June 25, 2025

Hidden Holes: Deductions and sanctions for people on Universal Credit

By Rory Ewan, Senior Policy and Data Analyst at Policy in Practice

Universal Credit (UC) is set to become the UK’s sole means-tested benefit for working-age adults. While much of the debate has focused on whether award levels are adequate, the more pressing issue is that many claimants don’t receive their full entitlement. Deductions, used to repay debts or imposed as sanctions, routinely reduce payments, undermining financial security and pushing many households into deeper hardship.

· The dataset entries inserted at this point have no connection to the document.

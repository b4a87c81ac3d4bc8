//! Graphics primitives (component C9): line drawing, polygon fill, ellipses,
//! flood fill, and rectangular block copy over a [`Framebuffer`].
//!
//! Grounded on `instructions.rs`'s addressing-mode helpers: small, pure
//! functions each handling exactly one geometric case, called from the
//! `PLOT` dispatcher (`exec.rs`) the way the teacher's decoder calls one
//! addressing helper per `EAMode` variant.

use crate::framebuffer::Framebuffer;
use crate::palette::{PlotAction, Rgb};

#[derive(Debug, Clone, Copy)]
pub struct Point {
    pub x: i32,
    pub y: i32,
}

/// `PLOT` line styles implied by `spec.md` §4.9's plot-code low bits: solid,
/// or omitting the final point (used when a path continues into the next
/// `PLOT`).
pub fn line(fb: &mut Framebuffer, from: Point, to: Point, colour: Rgb, action: PlotAction, omit_last: bool) {
    let (mut x0, mut y0) = (from.x, from.y);
    let (x1, y1) = (to.x, to.y);
    let dx = (x1 - x0).abs();
    let dy = -(y1 - y0).abs();
    let sx = if x0 < x1 { 1 } else { -1 };
    let sy = if y0 < y1 { 1 } else { -1 };
    let mut err = dx + dy;
    loop {
        if !(omit_last && x0 == x1 && y0 == y1) {
            fb.set_pixel(x0, y0, colour, action);
        }
        if x0 == x1 && y0 == y1 {
            break;
        }
        let e2 = 2 * err;
        if e2 >= dy {
            err += dy;
            x0 += sx;
        }
        if e2 <= dx {
            err += dx;
            y0 += sy;
        }
    }
}

/// Fills a triangle (the dialect's `PLOT 85`/"fill triangle" family reduces
/// to this), scanline-rasterized so interior fill never retraces the
/// outline edges twice (spec.md §4.9).
pub fn fill_triangle(fb: &mut Framebuffer, a: Point, b: Point, c: Point, colour: Rgb, action: PlotAction) {
    let mut pts = [a, b, c];
    pts.sort_by_key(|p| p.y);
    let [p0, p1, p2] = pts;

    let edge_x = |y: i32, from: Point, to: Point| -> Option<f64> {
        if from.y == to.y {
            return None;
        }
        let t = (y - from.y) as f64 / (to.y - from.y) as f64;
        Some(from.x as f64 + t * (to.x - from.x) as f64)
    };

    for y in p0.y..=p2.y {
        let mut xs = Vec::new();
        if let Some(x) = edge_x(y, p0, p2) {
            xs.push(x);
        }
        if y <= p1.y {
            if let Some(x) = edge_x(y, p0, p1) {
                xs.push(x);
            }
        } else if let Some(x) = edge_x(y, p1, p2) {
            xs.push(x);
        }
        if xs.len() < 2 {
            continue;
        }
        xs.sort_by(|a, b| a.partial_cmp(b).unwrap());
        let (x0, x1) = (xs[0].round() as i32, xs[xs.len() - 1].round() as i32);
        for x in x0..=x1 {
            fb.set_pixel(x, y, colour, action);
        }
    }
}

/// Fills an axis-aligned rectangle (`PLOT`'s "rectangle fill" variants and
/// the `RECTANGLE FILL` statement both reduce to this).
pub fn fill_rectangle(fb: &mut Framebuffer, a: Point, b: Point, colour: Rgb, action: PlotAction) {
    let (x0, x1) = (a.x.min(b.x), a.x.max(b.x));
    let (y0, y1) = (a.y.min(b.y), a.y.max(b.y));
    for y in y0..=y1 {
        for x in x0..=x1 {
            fb.set_pixel(x, y, colour, action);
        }
    }
}

/// Midpoint ellipse, either outlined or filled, covering both `PLOT`
/// circle variants (a circle is an ellipse with equal radii) and the
/// `CIRCLE`/`ELLIPSE` statements (spec.md §4.9).
pub fn ellipse(fb: &mut Framebuffer, centre: Point, rx: i32, ry: i32, colour: Rgb, action: PlotAction, filled: bool) {
    if rx <= 0 || ry <= 0 {
        fb.set_pixel(centre.x, centre.y, colour, action);
        return;
    }
    let plot4 = |fb: &mut Framebuffer, x: i32, y: i32| {
        if filled {
            for sx in (centre.x - x)..=(centre.x + x) {
                fb.set_pixel(sx, centre.y + y, colour, action);
                fb.set_pixel(sx, centre.y - y, colour, action);
            }
        } else {
            fb.set_pixel(centre.x + x, centre.y + y, colour, action);
            fb.set_pixel(centre.x - x, centre.y + y, colour, action);
            fb.set_pixel(centre.x + x, centre.y - y, colour, action);
            fb.set_pixel(centre.x - x, centre.y - y, colour, action);
        }
    };

    let (rx2, ry2) = (rx as i64 * rx as i64, ry as i64 * ry as i64);
    let mut x = 0i32;
    let mut y = ry;
    let mut px = 0i64;
    let mut py = 2 * rx2 as i64 * y as i64;
    plot4(fb, x, y);

    let mut p = ry2 as i64 - rx2 as i64 * ry as i64 + rx2 as i64 / 4;
    while px < py {
        x += 1;
        px += 2 * ry2 as i64;
        if p < 0 {
            p += ry2 as i64 + px;
        } else {
            y -= 1;
            py -= 2 * rx2 as i64;
            p += ry2 as i64 + px - py;
        }
        plot4(fb, x, y);
    }

    let mut p = ry2 as i64 * (x as i64 + 1) * (x as i64 + 1)
        / 4
        + rx2 as i64 * (y as i64 - 1) * (y as i64 - 1)
        - rx2 as i64 * ry2 as i64;
    while y > 0 {
        y -= 1;
        py -= 2 * rx2 as i64;
        if p > 0 {
            p += rx2 as i64 - py;
        } else {
            x += 1;
            px += 2 * ry2 as i64;
            p += rx2 as i64 - py + px;
        }
        plot4(fb, x, y);
    }
}

/// Flood fill, four-connected, stopping at the boundary colour (`PLOT`'s
/// flood-fill variants and the `FILL` statement, spec.md §4.9). Bounded to
/// the framebuffer's own dimensions, so a fill on an already-filled region
/// (boundary colour == fill colour) terminates immediately rather than
/// looping.
pub fn flood_fill(fb: &mut Framebuffer, start: Point, boundary: Rgb, fill_colour: Rgb, action: PlotAction) {
    if fb.get_pixel(start.x, start.y) == Some(boundary) || fb.get_pixel(start.x, start.y) == Some(fill_colour) {
        return;
    }
    let mut stack = vec![start];
    let width = fb.width() as i32;
    let height = fb.height() as i32;
    while let Some(p) = stack.pop() {
        if p.x < 0 || p.y < 0 || p.x >= width || p.y >= height {
            continue;
        }
        match fb.get_pixel(p.x, p.y) {
            Some(c) if c == boundary || c == fill_colour => continue,
            None => continue,
            _ => {}
        }
        fb.set_pixel(p.x, p.y, fill_colour, action);
        stack.push(Point { x: p.x + 1, y: p.y });
        stack.push(Point { x: p.x - 1, y: p.y });
        stack.push(Point { x: p.x, y: p.y + 1 });
        stack.push(Point { x: p.x, y: p.y - 1 });
    }
}

/// Block copy/move a rectangular region (`PLOT`'s "copy rectangle" family,
/// spec.md §4.9). Reads the whole source region before writing so an
/// overlapping move never reads back its own already-written pixels.
pub fn copy_rectangle(fb: &mut Framebuffer, src_origin: Point, dst_origin: Point, width: i32, height: i32, action: PlotAction) {
    let mut buffer = Vec::with_capacity((width * height) as usize);
    for y in 0..height {
        for x in 0..width {
            buffer.push(fb.get_pixel(src_origin.x + x, src_origin.y + y).unwrap_or(Rgb::BLACK));
        }
    }
    for y in 0..height {
        for x in 0..width {
            let colour = buffer[(y * width + x) as usize];
            fb.set_pixel(dst_origin.x + x, dst_origin.y + y, colour, action);
        }
    }
}

#[cfg(test)]
mod tests {
    use super::*;

    #[test]
    fn horizontal_line_fills_every_x() {
        let mut fb = Framebuffer::new(0);
        line(&mut fb, Point { x: 0, y: 0 }, Point { x: 10, y: 0 }, Rgb::WHITE, PlotAction::Overwrite, false);
        for x in 0..=10 {
            assert_eq!(fb.get_pixel(x, 0), Some(Rgb::WHITE));
        }
    }

    #[test]
    fn fill_rectangle_covers_interior() {
        let mut fb = Framebuffer::new(0);
        fill_rectangle(&mut fb, Point { x: 2, y: 2 }, Point { x: 5, y: 5 }, Rgb::WHITE, PlotAction::Overwrite);
        assert_eq!(fb.get_pixel(3, 3), Some(Rgb::WHITE));
    }

    #[test]
    fn xor_self_inverse_restores_original() {
        let mut fb = Framebuffer::new(0);
        fb.set_pixel(4, 4, Rgb::WHITE, PlotAction::Overwrite);
        let before = fb.get_pixel(4, 4);
        fill_rectangle(&mut fb, Point { x: 0, y: 0 }, Point { x: 10, y: 10 }, Rgb::WHITE, PlotAction::Eor);
        fill_rectangle(&mut fb, Point { x: 0, y: 0 }, Point { x: 10, y: 10 }, Rgb::WHITE, PlotAction::Eor);
        assert_eq!(fb.get_pixel(4, 4), before);
    }

    #[test]
    fn flood_fill_stops_at_boundary() {
        let mut fb = Framebuffer::new(0);
        fb.clear(Rgb::BLACK);
        fill_rectangle(&mut fb, Point { x: 10, y: 10 }, Point { x: 20, y: 20 }, Rgb::WHITE, PlotAction::Overwrite);
        flood_fill(&mut fb, Point { x: 15, y: 15 }, Rgb::WHITE, Rgb(1, 2, 3), PlotAction::Overwrite);
        assert_eq!(fb.get_pixel(15, 15), Some(Rgb(1, 2, 3)));
        assert_eq!(fb.get_pixel(0, 0), Some(Rgb::BLACK));
    }

    #[test]
    fn copy_rectangle_duplicates_region() {
        let mut fb = Framebuffer::new(0);
        fb.set_pixel(1, 1, Rgb(9, 9, 9), PlotAction::Overwrite);
        copy_rectangle(&mut fb, Point { x: 0, y: 0 }, Point { x: 50, y: 50 }, 3, 3, PlotAction::Overwrite);
        assert_eq!(fb.get_pixel(51, 51), Some(Rgb(9, 9, 9)));
    }
}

To fully understand UC’s role in poverty and economic insecurity, policymakers must look beyond headline award rates and focus on the actual amounts households receive.

Our findings show that millions of claimants don’t receive their full Universal Credit award: more than half (54%) of all low-income households on Universal Credit face deductions, which strip £40 to £50 a month from many claimants.

The impact of deductions is not uniform with some particularly vulnerable groups being disproportionally affected. Our analysis shows that over six in ten single parents, carers and those with disabled children face deductions.

We have found that debt-related deductions significantly worsen poverty among low-income families. The recent introduction of the Fair Repayment Rate, which caps debt deductions from the UC standard allowance at 15% (down from 25%), is a welcome step. This change provides a substantial income boost, five times more in real terms than the annual uplift to the standard allowance. However, it only covers certain deductions and doesn’t shield families from other reductions in their benefit, such as through the benefit cap, two-child limit or bedroom tax.

These deductions have real consequences. Before any are applied, 1 in 10 low-income households struggle to meet basic living costs. After deductions, this rises sharply. Single-parent families are especially vulnerable: almost 1 in 4 cannot afford essentials once deductions are applied.

Housing costs are also severely affected. Even before deductions, 84% of private renters and 43% of social tenants on UC cannot afford their housing. After deductions, this rises further, by up to 3% for some groups.

The most damaging deductions are benefit sanctions, which can remove up to 100% of a claimant’s standard allowance, leaving them with no income for living costs at all. Sanctions significantly increase housing unaffordability, with rates jumping from 75% to 85% among affected households. This can trigger a dangerous cycle: housing instability makes it harder for claimants to meet their commitments, increasing the risk of further sanctions.

Universal Credit is meant to provide a financial lifeline, but for millions, it’s become a debt trap.

To address this, we recommend that the Department for Work and Pensions (DWP) implement mandatory affordability assessments before any deductions are applied, ensuring that claimants (particularly vulnerable groups such as families with disabled children) are not pushed into further hardship. The recently introduced 15% Fair Repayment Rate should be extended to cover all deductions, not just those for debt repayment, including those arising from the benefit cap, bedroom tax, and Local Housing Allowance shortfalls. Capping the total amount deducted from a household’s benefits would help ensure that families retain enough income to meet their essential needs.

Sanctions, which are among the most financially damaging deductions, should be reformed to become a measure of last resort, especially given that, of those sanctions that are challenged, 81% are overturned on appeal. They must be proportionate and preceded by a financial impact assessment to avoid pushing households into destitution. Crucially, automatic deductions should be replaced with a system that offers proactive support, such as referrals to the Money and Pensions Service and flexible repayment options, giving claimants more control over their financial recovery.

Debt deductions and sanctions significantly reduce household incomes, making it harder for families to cover essential costs and worsening both poverty and housing unaffordability. While the government’s introduction of a 15% Fair Repayment Rate is a welcome and positive step, it is not enough on its own. Without further action, many low-income households will continue to face a downward spiral where reduced income, persistent deductions and mounting debt reinforce and deepen financial hardship.